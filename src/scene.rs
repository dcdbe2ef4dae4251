//! The placed-object store: the authoritative ordered collection of placed
//! instances.
//!
//! All scene mutations go through [`SceneStore`]. Every mutation is
//! synchronous and atomic from the caller's perspective; the only
//! asynchronous input is a mesh-load completion, which is applied through
//! [`SceneStore::apply_geometry`] and matched against current membership by
//! id (instances may be removed while a load is outstanding).
//!
//! Invariants upheld here:
//! - at most one instance is selected at any time
//! - every scale component stays `>= MIN_SCALE` and finite
//! - no instance ever sits below the ground plane (`position.y >= 0`)
//! - ids are assigned monotonically and never reused

use std::sync::Arc;

use cgmath::Vector3;

use crate::data_structures::{
    geometry::Normalized,
    instance::PlacedInstance,
};

/// Mesh used when an `add` has no caller-supplied path and the catalogue has
/// not forwarded one.
pub const DEFAULT_MESH_PATH: &str = "models/base_model.stl";

/// Lower bound for every scale component, in meters.
pub const MIN_SCALE: f32 = 0.01;

/// Ordered collection of placed instances, keyed by id.
///
/// Insertion order is creation order; it only matters for display.
#[derive(Debug, Default)]
pub struct SceneStore {
    instances: Vec<PlacedInstance>,
    next_id: u32,
}

impl SceneStore {
    pub fn new() -> Self {
        Self {
            instances: Vec::new(),
            next_id: 1,
        }
    }

    /// Append a new instance and return its id.
    ///
    /// Fresh instances line up along the x axis (`count * 2` meters) so they
    /// don't overlap before normalization has run, and start at `y = 1`
    /// until the load completion replaces that with the mesh's resting
    /// height.
    pub fn add(&mut self, mesh_path: Option<&str>) -> u32 {
        let id = self.next_id;
        self.next_id += 1;
        let lateral = self.instances.len() as f32 * 2.0;
        self.instances.push(PlacedInstance::new(
            id,
            mesh_path.unwrap_or(DEFAULT_MESH_PATH),
            Vector3::new(lateral, 1.0, 0.0),
        ));
        id
    }

    /// Delete the instance with that id. No-op (returns false) if absent;
    /// remaining ids are never renumbered.
    pub fn remove(&mut self, id: u32) -> bool {
        let before = self.instances.len();
        self.instances.retain(|inst| inst.id != id);
        self.instances.len() != before
    }

    /// Set one scale axis, in meters. Unknown ids are a no-op.
    ///
    /// Non-finite input clamps to [`MIN_SCALE`] rather than rejecting the
    /// edit, so the store never holds a non-positive or non-finite scale.
    pub fn set_scale(&mut self, id: u32, axis: usize, value_meters: f32) {
        if axis > 2 {
            log::warn!("ignoring scale edit on unknown axis {axis}");
            return;
        }
        if let Some(inst) = self.get_mut(id) {
            inst.scale[axis] = clamp_scale(value_meters);
        }
    }

    /// Select the instance with that id, deselecting every other one.
    ///
    /// Implemented as a single rewrite of the whole collection's flags, so
    /// no transient double-selection is ever observable. An unknown id
    /// leaves nothing selected.
    pub fn select(&mut self, id: u32) {
        for inst in &mut self.instances {
            inst.selected = inst.id == id;
        }
    }

    /// Move an instance by a delta, clamped to the ground plane
    /// (`position.y >= 0`). Unknown ids are a no-op.
    pub fn translate(&mut self, id: u32, delta: Vector3<f32>) {
        if let Some(inst) = self.get_mut(id) {
            inst.position += delta;
            inst.position.y = inst.position.y.max(0.0);
        }
    }

    /// Apply a finished mesh load to the instance that requested it.
    ///
    /// Sets the geometry, overwrites the scale with the normalized uniform
    /// scale, and rests the instance on the ground plane. A completion for
    /// an id that has since been removed is discarded: removal logically
    /// cancelled interest in the load.
    pub fn apply_geometry(&mut self, id: u32, normalized: Normalized) {
        match self.get_mut(id) {
            Some(inst) => {
                let s = normalized.uniform_scale;
                inst.scale = Vector3::new(s, s, s);
                inst.position.y = normalized.resting_height();
                inst.geometry = Some(Arc::new(normalized.geometry));
            }
            None => log::debug!("discarding mesh load for removed instance {id}"),
        }
    }

    pub fn get(&self, id: u32) -> Option<&PlacedInstance> {
        self.instances.iter().find(|inst| inst.id == id)
    }

    fn get_mut(&mut self, id: u32) -> Option<&mut PlacedInstance> {
        self.instances.iter_mut().find(|inst| inst.id == id)
    }

    pub fn selected_id(&self) -> Option<u32> {
        self.instances
            .iter()
            .find(|inst| inst.selected)
            .map(|inst| inst.id)
    }

    /// Read-only snapshot for the renderer, in display order.
    pub fn instances(&self) -> &[PlacedInstance] {
        &self.instances
    }

    pub fn len(&self) -> usize {
        self.instances.len()
    }

    pub fn is_empty(&self) -> bool {
        self.instances.is_empty()
    }
}

fn clamp_scale(value: f32) -> f32 {
    if value.is_finite() {
        value.max(MIN_SCALE)
    } else {
        MIN_SCALE
    }
}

--- How to complete this task ---
Extract the lines of the preceding material that run from the line with "the catalogue has" through the line with "pub struct SceneStore", inclusive, reproducing them exactly and adding nothing.

--- Answer section ---
/// Mesh used when an `add` has no caller-supplied path and the catalogue has
/// not forwarded one.
pub const DEFAULT_MESH_PATH: &str = "models/base_model.stl";

/// Lower bound for every scale component, in meters.
pub const MIN_SCALE: f32 = 0.01;

/// Ordered collection of placed instances, keyed by id.
///
/// Insertion order is creation order; it only matters for display.
#[derive(Debug, Default)]
pub struct SceneStore {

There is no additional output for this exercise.